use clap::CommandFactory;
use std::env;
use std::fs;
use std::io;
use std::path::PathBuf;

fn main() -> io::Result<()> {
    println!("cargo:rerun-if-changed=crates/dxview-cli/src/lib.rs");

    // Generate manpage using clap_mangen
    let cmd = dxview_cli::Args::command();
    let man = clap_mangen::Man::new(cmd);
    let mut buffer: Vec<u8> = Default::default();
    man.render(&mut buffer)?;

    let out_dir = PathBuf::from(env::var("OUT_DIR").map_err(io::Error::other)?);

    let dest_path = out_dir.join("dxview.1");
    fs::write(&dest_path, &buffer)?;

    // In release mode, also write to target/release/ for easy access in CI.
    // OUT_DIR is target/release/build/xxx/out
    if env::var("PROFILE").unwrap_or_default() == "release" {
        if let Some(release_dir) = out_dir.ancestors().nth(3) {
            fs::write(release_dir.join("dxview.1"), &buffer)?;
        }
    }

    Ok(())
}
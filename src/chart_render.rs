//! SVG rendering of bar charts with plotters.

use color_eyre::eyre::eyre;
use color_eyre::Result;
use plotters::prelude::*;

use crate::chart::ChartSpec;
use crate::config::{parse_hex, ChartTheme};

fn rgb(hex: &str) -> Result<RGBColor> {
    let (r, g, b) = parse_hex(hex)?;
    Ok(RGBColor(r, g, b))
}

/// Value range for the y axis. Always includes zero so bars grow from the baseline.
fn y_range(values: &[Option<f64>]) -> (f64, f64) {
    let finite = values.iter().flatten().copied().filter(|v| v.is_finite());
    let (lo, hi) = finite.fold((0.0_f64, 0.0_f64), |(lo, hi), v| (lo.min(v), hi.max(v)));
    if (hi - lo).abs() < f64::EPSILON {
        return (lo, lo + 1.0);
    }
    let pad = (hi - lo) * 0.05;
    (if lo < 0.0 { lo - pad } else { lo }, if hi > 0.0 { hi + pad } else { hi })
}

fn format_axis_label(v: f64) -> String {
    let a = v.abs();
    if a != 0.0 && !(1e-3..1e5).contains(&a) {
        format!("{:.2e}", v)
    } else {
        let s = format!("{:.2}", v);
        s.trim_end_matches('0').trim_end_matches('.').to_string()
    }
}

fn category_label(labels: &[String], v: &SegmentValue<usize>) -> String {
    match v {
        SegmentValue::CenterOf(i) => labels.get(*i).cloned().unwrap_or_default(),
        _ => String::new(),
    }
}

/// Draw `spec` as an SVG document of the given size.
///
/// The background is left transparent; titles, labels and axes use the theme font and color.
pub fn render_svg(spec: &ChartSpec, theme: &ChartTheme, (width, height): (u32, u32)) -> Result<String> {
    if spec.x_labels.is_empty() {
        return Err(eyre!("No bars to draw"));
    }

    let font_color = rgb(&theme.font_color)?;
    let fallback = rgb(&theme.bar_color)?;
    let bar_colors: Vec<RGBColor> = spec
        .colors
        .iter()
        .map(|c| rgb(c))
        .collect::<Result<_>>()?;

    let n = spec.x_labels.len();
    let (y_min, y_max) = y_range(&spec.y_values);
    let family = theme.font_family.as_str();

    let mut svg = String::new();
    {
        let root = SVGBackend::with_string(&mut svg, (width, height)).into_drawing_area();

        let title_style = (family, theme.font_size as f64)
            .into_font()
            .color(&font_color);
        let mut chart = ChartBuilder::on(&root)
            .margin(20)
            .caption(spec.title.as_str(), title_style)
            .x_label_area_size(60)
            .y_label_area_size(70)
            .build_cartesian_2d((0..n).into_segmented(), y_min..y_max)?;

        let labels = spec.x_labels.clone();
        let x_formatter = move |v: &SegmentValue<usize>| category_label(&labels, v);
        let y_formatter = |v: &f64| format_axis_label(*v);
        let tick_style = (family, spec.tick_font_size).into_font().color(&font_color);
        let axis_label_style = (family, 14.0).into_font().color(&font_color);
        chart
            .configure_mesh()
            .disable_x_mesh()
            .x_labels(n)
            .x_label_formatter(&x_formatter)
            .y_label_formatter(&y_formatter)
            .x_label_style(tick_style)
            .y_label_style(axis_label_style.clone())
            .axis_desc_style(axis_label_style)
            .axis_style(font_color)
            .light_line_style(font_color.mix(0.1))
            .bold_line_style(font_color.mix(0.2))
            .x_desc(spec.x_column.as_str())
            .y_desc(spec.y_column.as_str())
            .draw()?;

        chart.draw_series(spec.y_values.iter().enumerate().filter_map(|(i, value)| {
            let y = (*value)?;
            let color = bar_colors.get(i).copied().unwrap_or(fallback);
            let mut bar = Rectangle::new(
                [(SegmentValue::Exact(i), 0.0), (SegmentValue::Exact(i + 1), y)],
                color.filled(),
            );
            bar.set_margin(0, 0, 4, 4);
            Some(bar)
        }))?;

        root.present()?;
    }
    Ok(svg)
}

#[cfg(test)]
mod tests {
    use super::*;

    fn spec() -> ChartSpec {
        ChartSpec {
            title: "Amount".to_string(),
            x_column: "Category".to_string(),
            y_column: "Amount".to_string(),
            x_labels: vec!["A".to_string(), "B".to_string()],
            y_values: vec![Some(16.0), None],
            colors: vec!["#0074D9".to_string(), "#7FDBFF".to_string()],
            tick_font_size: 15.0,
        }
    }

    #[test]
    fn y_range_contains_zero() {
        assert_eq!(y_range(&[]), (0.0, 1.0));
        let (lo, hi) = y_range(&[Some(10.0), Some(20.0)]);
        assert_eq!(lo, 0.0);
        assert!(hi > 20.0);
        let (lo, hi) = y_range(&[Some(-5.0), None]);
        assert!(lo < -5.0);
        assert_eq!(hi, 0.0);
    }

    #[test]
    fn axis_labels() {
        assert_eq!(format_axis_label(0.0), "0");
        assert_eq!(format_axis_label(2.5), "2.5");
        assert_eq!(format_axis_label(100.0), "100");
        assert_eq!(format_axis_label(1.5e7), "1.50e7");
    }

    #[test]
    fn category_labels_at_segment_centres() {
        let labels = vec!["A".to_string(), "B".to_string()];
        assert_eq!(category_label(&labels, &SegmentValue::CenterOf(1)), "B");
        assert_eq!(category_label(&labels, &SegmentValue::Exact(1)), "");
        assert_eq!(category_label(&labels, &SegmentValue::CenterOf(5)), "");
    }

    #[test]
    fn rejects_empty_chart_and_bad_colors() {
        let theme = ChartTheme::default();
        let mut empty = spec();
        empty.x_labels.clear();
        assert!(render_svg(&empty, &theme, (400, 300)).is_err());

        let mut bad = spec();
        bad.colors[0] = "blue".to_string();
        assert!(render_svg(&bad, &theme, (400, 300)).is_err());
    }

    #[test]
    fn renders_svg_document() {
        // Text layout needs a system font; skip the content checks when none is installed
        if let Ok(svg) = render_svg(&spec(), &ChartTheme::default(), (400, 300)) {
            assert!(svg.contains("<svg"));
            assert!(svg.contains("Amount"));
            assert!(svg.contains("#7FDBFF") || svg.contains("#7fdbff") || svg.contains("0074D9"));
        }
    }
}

Exercise directions: Restating every entry above word for word is the whole task.

Worked solution:
use clap::CommandFactory;
use std::env;
use std::fs;
use std::io;
use std::path::PathBuf;

fn main() -> io::Result<()> {
    println!("cargo:rerun-if-changed=crates/dxview-cli/src/lib.rs");

    // Generate manpage using clap_mangen
    let cmd = dxview_cli::Args::command();
    let man = clap_mangen::Man::new(cmd);
    let mut buffer: Vec<u8> = Default::default();
    man.render(&mut buffer)?;

    let out_dir = PathBuf::from(env::var("OUT_DIR").map_err(io::Error::other)?);

    let dest_path = out_dir.join("dxview.1");
    fs::write(&dest_path, &buffer)?;

    // In release mode, also write to target/release/ for easy access in CI.
    // OUT_DIR is target/release/build/xxx/out
    if env::var("PROFILE").unwrap_or_default() == "release" {
        if let Some(release_dir) = out_dir.ancestors().nth(3) {
            fs::write(release_dir.join("dxview.1"), &buffer)?;
        }
    }

    Ok(())
}
filename src/chart_render.rs
//! SVG rendering of bar charts with plotters.

use color_eyre::eyre::eyre;
use color_eyre::Result;
use plotters::prelude::*;

use crate::chart::ChartSpec;
use crate::config::{parse_hex, ChartTheme};

fn rgb(hex: &str) -> Result<RGBColor> {
    let (r, g, b) = parse_hex(hex)?;
    Ok(RGBColor(r, g, b))
}

/// Value range for the y axis. Always includes zero so bars grow from the baseline.
fn y_range(values: &[Option<f64>]) -> (f64, f64) {
    let finite = values.iter().flatten().copied().filter(|v| v.is_finite());
    let (lo, hi) = finite.fold((0.0_f64, 0.0_f64), |(lo, hi), v| (lo.min(v), hi.max(v)));
    if (hi - lo).abs() < f64::EPSILON {
        return (lo, lo + 1.0);
    }
    let pad = (hi - lo) * 0.05;
    (if lo < 0.0 { lo - pad } else { lo }, if hi > 0.0 { hi + pad } else { hi })
}

fn format_axis_label(v: f64) -> String {
    let a = v.abs();
    if a != 0.0 && !(1e-3..1e5).contains(&a) {
        format!("{:.2e}", v)
    } else {
        let s = format!("{:.2}", v);
        s.trim_end_matches('0').trim_end_matches('.').to_string()
    }
}

fn category_label(labels: &[String], v: &SegmentValue<usize>) -> String {
    match v {
        SegmentValue::CenterOf(i) => labels.get(*i).cloned().unwrap_or_default(),
        _ => String::new(),
    }
}

/// Draw `spec` as an SVG document of the given size.
///
/// The background is left transparent; titles, labels and axes use the theme font and color.
pub fn render_svg(spec: &ChartSpec, theme: &ChartTheme, (width, height): (u32, u32)) -> Result<String> {
    if spec.x_labels.is_empty() {
        return Err(eyre!("No bars to draw"));
    }

    let font_color = rgb(&theme.font_color)?;
    let fallback = rgb(&theme.bar_color)?;
    let bar_colors: Vec<RGBColor> = spec
        .colors
        .iter()
        .map(|c| rgb(c))
        .collect::<Result<_>>()?;

    let n = spec.x_labels.len();
    let (y_min, y_max) = y_range(&spec.y_values);
    let family = theme.font_family.as_str();

    let mut svg = String::new();
    {
        let root = SVGBackend::with_string(&mut svg, (width, height)).into_drawing_area();

        let title_style = (family, theme.font_size as f64)
            .into_font()
            .color(&font_color);
        let mut chart = ChartBuilder::on(&root)
            .margin(20)
            .caption(spec.title.as_str(), title_style)
            .x_label_area_size(60)
            .y_label_area_size(70)
            .build_cartesian_2d((0..n).into_segmented(), y_min..y_max)?;

        let labels = spec.x_labels.clone();
        let x_formatter = move |v: &SegmentValue<usize>| category_label(&labels, v);
        let y_formatter = |v: &f64| format_axis_label(*v);
        let tick_style = (family, spec.tick_font_size).into_font().color(&font_color);
        let axis_label_style = (family, 14.0).into_font().color(&font_color);
        chart
            .configure_mesh()
            .disable_x_mesh()
            .x_labels(n)
            .x_label_formatter(&x_formatter)
            .y_label_formatter(&y_formatter)
            .x_label_style(tick_style)
            .y_label_style(axis_label_style.clone())
            .axis_desc_style(axis_label_style)
            .axis_style(font_color)
            .light_line_style(font_color.mix(0.1))
            .bold_line_style(font_color.mix(0.2))
            .x_desc(spec.x_column.as_str())
            .y_desc(spec.y_column.as_str())
            .draw()?;

        chart.draw_series(spec.y_values.iter().enumerate().filter_map(|(i, value)| {
            let y = (*value)?;
            let color = bar_colors.get(i).copied().unwrap_or(fallback);
            let mut bar = Rectangle::new(
                [(SegmentValue::Exact(i), 0.0), (SegmentValue::Exact(i + 1), y)],
                color.filled(),
            );
            bar.set_margin(0, 0, 4, 4);
            Some(bar)
        }))?;

        root.present()?;
    }
    Ok(svg)
}

#[cfg(test)]
mod tests {
    use super::*;

    fn spec() -> ChartSpec {
        ChartSpec {
            title: "Amount".to_string(),
            x_column: "Category".to_string(),
            y_column: "Amount".to_string(),
            x_labels: vec!["A".to_string(), "B".to_string()],
            y_values: vec![Some(16.0), None],
            colors: vec!["#0074D9".to_string(), "#7FDBFF".to_string()],
            tick_font_size: 15.0,
        }
    }

    #[test]
    fn y_range_contains_zero() {
        assert_eq!(y_range(&[]), (0.0, 1.0));
        let (lo, hi) = y_range(&[Some(10.0), Some(20.0)]);
        assert_eq!(lo, 0.0);
        assert!(hi > 20.0);
        let (lo, hi) = y_range(&[Some(-5.0), None]);
        assert!(lo < -5.0);
        assert_eq!(hi, 0.0);
    }

    #[test]
    fn axis_labels() {
        assert_eq!(format_axis_label(0.0), "0");
        assert_eq!(format_axis_label(2.5), "2.5");
        assert_eq!(format_axis_label(100.0), "100");
        assert_eq!(format_axis_label(1.5e7), "1.50e7");
    }

    #[test]
    fn category_labels_at_segment_centres() {
        let labels = vec!["A".to_string(), "B".to_string()];
        assert_eq!(category_label(&labels, &SegmentValue::CenterOf(1)), "B");
        assert_eq!(category_label(&labels, &SegmentValue::Exact(1)), "");
        assert_eq!(category_label(&labels, &SegmentValue::CenterOf(5)), "");
    }

    #[test]
    fn rejects_empty_chart_and_bad_colors() {
        let theme = ChartTheme::default();
        let mut empty = spec();
        empty.x_labels.clear();
        assert!(render_svg(&empty, &theme, (400, 300)).is_err());

        let mut bad = spec();
        bad.colors[0] = "blue".to_string();
        assert!(render_svg(&bad, &theme, (400, 300)).is_err());
    }

    #[test]
    fn renders_svg_document() {
        // Text layout needs a system font; skip the content checks when none is installed
        if let Ok(svg) = render_svg(&spec(), &ChartTheme::default(), (400, 300)) {
            assert!(svg.contains("<svg"));
            assert!(svg.contains("Amount"));
            assert!(svg.contains("#7FDBFF") || svg.contains("#7fdbff") || svg.contains("0074D9"));
        }
    }
}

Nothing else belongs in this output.